* _What is required_:
Your response needs to be the data below, retyped exactly.

* _Records for processing_:
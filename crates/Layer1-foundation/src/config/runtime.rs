//! Runtime Config - 인터프리터 전역 설정
//!
//! `sysstate.json`에서 로드하는 transformer pipeline 정책

use crate::{Error, Result};
use serde::{Deserialize, Serialize};
use std::path::Path;

/// 설정 파일명
pub const SYSSTATE_CONFIG_FILE: &str = "sysstate.json";

// ============================================================================
// Runtime Config
// ============================================================================

/// 인터프리터 전역 설정
#[derive(Debug, Clone, PartialEq, Eq, Serialize, Deserialize)]
#[serde(rename_all = "camelCase")]
pub struct RuntimeConfig {
    /// 버전 (마이그레이션용)
    #[serde(default = "default_version")]
    pub version: u32,

    /// Transformer pipeline 정책
    #[serde(default)]
    pub pipeline: PipelineConfig,
}

impl Default for RuntimeConfig {
    fn default() -> Self {
        Self {
            version: default_version(),
            pipeline: PipelineConfig::default(),
        }
    }
}

impl RuntimeConfig {
    /// 기본 설정 생성
    pub fn new() -> Self {
        Self::default()
    }

    // ========================================================================
    // 로드
    // ========================================================================

    /// JSON 문자열에서 파싱 (검증 포함)
    pub fn from_json_str(json: &str) -> Result<Self> {
        let config: RuntimeConfig = serde_json::from_str(json)?;
        config.validate()?;
        Ok(config)
    }

    /// 파일에서 로드 (파일이 없으면 기본값)
    pub fn load_from(path: impl AsRef<Path>) -> Result<Self> {
        let path = path.as_ref();
        if !path.exists() {
            tracing::debug!("No config at {}, using defaults", path.display());
            return Ok(Self::new());
        }

        let content = std::fs::read_to_string(path)?;
        Self::from_json_str(&content)
    }

    /// 디렉토리의 `sysstate.json` 로드
    pub fn load_dir(dir: impl AsRef<Path>) -> Result<Self> {
        Self::load_from(dir.as_ref().join(SYSSTATE_CONFIG_FILE))
    }

    /// 설정 값 검증
    ///
    /// 빌더로 만든 설정도 인터프리터 시작 시 여기를 거친다.
    pub fn validate(&self) -> Result<()> {
        self.pipeline.validate()
    }

    // ========================================================================
    // 병합
    // ========================================================================

    /// 다른 설정과 병합 (other가 우선)
    pub fn merge(&mut self, other: RuntimeConfig) {
        self.pipeline.merge(other.pipeline);
    }

    // ========================================================================
    // 빌더
    // ========================================================================

    /// Hook 없는 등록 거부 여부
    pub fn require_hook(mut self, enabled: bool) -> Self {
        self.pipeline.require_hook = enabled;
        self
    }

    /// 이름 중복 거부 여부
    pub fn unique_names(mut self, enabled: bool) -> Self {
        self.pipeline.unique_names = enabled;
        self
    }

    /// 최대 transformer 수 (0은 `validate`에서 거부)
    pub fn max_transformers(mut self, max: usize) -> Self {
        self.pipeline.max_transformers = Some(max);
        self
    }
}

// ============================================================================
// Pipeline Config
// ============================================================================

/// Transformer pipeline 등록 정책
#[derive(Debug, Clone, Default, PartialEq, Eq, Serialize, Deserialize)]
#[serde(rename_all = "camelCase")]
pub struct PipelineConfig {
    /// AST hook과 code hook이 모두 없는 등록 거부
    #[serde(default)]
    pub require_hook: bool,

    /// 이미 등록된 이름의 재등록 거부
    #[serde(default)]
    pub unique_names: bool,

    /// 등록 가능한 transformer 상한
    #[serde(default, skip_serializing_if = "Option::is_none")]
    pub max_transformers: Option<usize>,
}

impl PipelineConfig {
    /// 정책 값 검증
    pub fn validate(&self) -> Result<()> {
        if self.max_transformers == Some(0) {
            return Err(Error::Config(
                "pipeline.maxTransformers must be at least 1".into(),
            ));
        }
        Ok(())
    }

    fn merge(&mut self, other: PipelineConfig) {
        self.require_hook = other.require_hook;
        self.unique_names = other.unique_names;
        if other.max_transformers.is_some() {
            self.max_transformers = other.max_transformers;
        }
    }
}

fn default_version() -> u32 {
    1
}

* _Response to this task_:
filename crates/Layer1-foundation/src/config/runtime.rs
//! Runtime Config - 인터프리터 전역 설정
//!
//! `sysstate.json`에서 로드하는 transformer pipeline 정책

use crate::{Error, Result};
use serde::{Deserialize, Serialize};
use std::path::Path;

/// 설정 파일명
pub const SYSSTATE_CONFIG_FILE: &str = "sysstate.json";

// ============================================================================
// Runtime Config
// ============================================================================

/// 인터프리터 전역 설정
#[derive(Debug, Clone, PartialEq, Eq, Serialize, Deserialize)]
#[serde(rename_all = "camelCase")]
pub struct RuntimeConfig {
    /// 버전 (마이그레이션용)
    #[serde(default = "default_version")]
    pub version: u32,

    /// Transformer pipeline 정책
    #[serde(default)]
    pub pipeline: PipelineConfig,
}

impl Default for RuntimeConfig {
    fn default() -> Self {
        Self {
            version: default_version(),
            pipeline: PipelineConfig::default(),
        }
    }
}

impl RuntimeConfig {
    /// 기본 설정 생성
    pub fn new() -> Self {
        Self::default()
    }

    // ========================================================================
    // 로드
    // ========================================================================

    /// JSON 문자열에서 파싱 (검증 포함)
    pub fn from_json_str(json: &str) -> Result<Self> {
        let config: RuntimeConfig = serde_json::from_str(json)?;
        config.validate()?;
        Ok(config)
    }

    /// 파일에서 로드 (파일이 없으면 기본값)
    pub fn load_from(path: impl AsRef<Path>) -> Result<Self> {
        let path = path.as_ref();
        if !path.exists() {
            tracing::debug!("No config at {}, using defaults", path.display());
            return Ok(Self::new());
        }

        let content = std::fs::read_to_string(path)?;
        Self::from_json_str(&content)
    }

    /// 디렉토리의 `sysstate.json` 로드
    pub fn load_dir(dir: impl AsRef<Path>) -> Result<Self> {
        Self::load_from(dir.as_ref().join(SYSSTATE_CONFIG_FILE))
    }

    /// 설정 값 검증
    ///
    /// 빌더로 만든 설정도 인터프리터 시작 시 여기를 거친다.
    pub fn validate(&self) -> Result<()> {
        self.pipeline.validate()
    }

    // ========================================================================
    // 병합
    // ========================================================================

    /// 다른 설정과 병합 (other가 우선)
    pub fn merge(&mut self, other: RuntimeConfig) {
        self.pipeline.merge(other.pipeline);
    }

    // ========================================================================
    // 빌더
    // ========================================================================

    /// Hook 없는 등록 거부 여부
    pub fn require_hook(mut self, enabled: bool) -> Self {
        self.pipeline.require_hook = enabled;
        self
    }

    /// 이름 중복 거부 여부
    pub fn unique_names(mut self, enabled: bool) -> Self {
        self.pipeline.unique_names = enabled;
        self
    }

    /// 최대 transformer 수 (0은 `validate`에서 거부)
    pub fn max_transformers(mut self, max: usize) -> Self {
        self.pipeline.max_transformers = Some(max);
        self
    }
}

// ============================================================================
// Pipeline Config
// ============================================================================

/// Transformer pipeline 등록 정책
#[derive(Debug, Clone, Default, PartialEq, Eq, Serialize, Deserialize)]
#[serde(rename_all = "camelCase")]
pub struct PipelineConfig {
    /// AST hook과 code hook이 모두 없는 등록 거부
    #[serde(default)]
    pub require_hook: bool,

    /// 이미 등록된 이름의 재등록 거부
    #[serde(default)]
    pub unique_names: bool,

    /// 등록 가능한 transformer 상한
    #[serde(default, skip_serializing_if = "Option::is_none")]
    pub max_transformers: Option<usize>,
}

impl PipelineConfig {
    /// 정책 값 검증
    pub fn validate(&self) -> Result<()> {
        if self.max_transformers == Some(0) {
            return Err(Error::Config(
                "pipeline.maxTransformers must be at least 1".into(),
            ));
        }
        Ok(())
    }

    fn merge(&mut self, other: PipelineConfig) {
        self.require_hook = other.require_hook;
        self.unique_names = other.unique_names;
        if other.max_transformers.is_some() {
            self.max_transformers = other.max_transformers;
        }
    }
}

fn default_version() -> u32 {
    1
}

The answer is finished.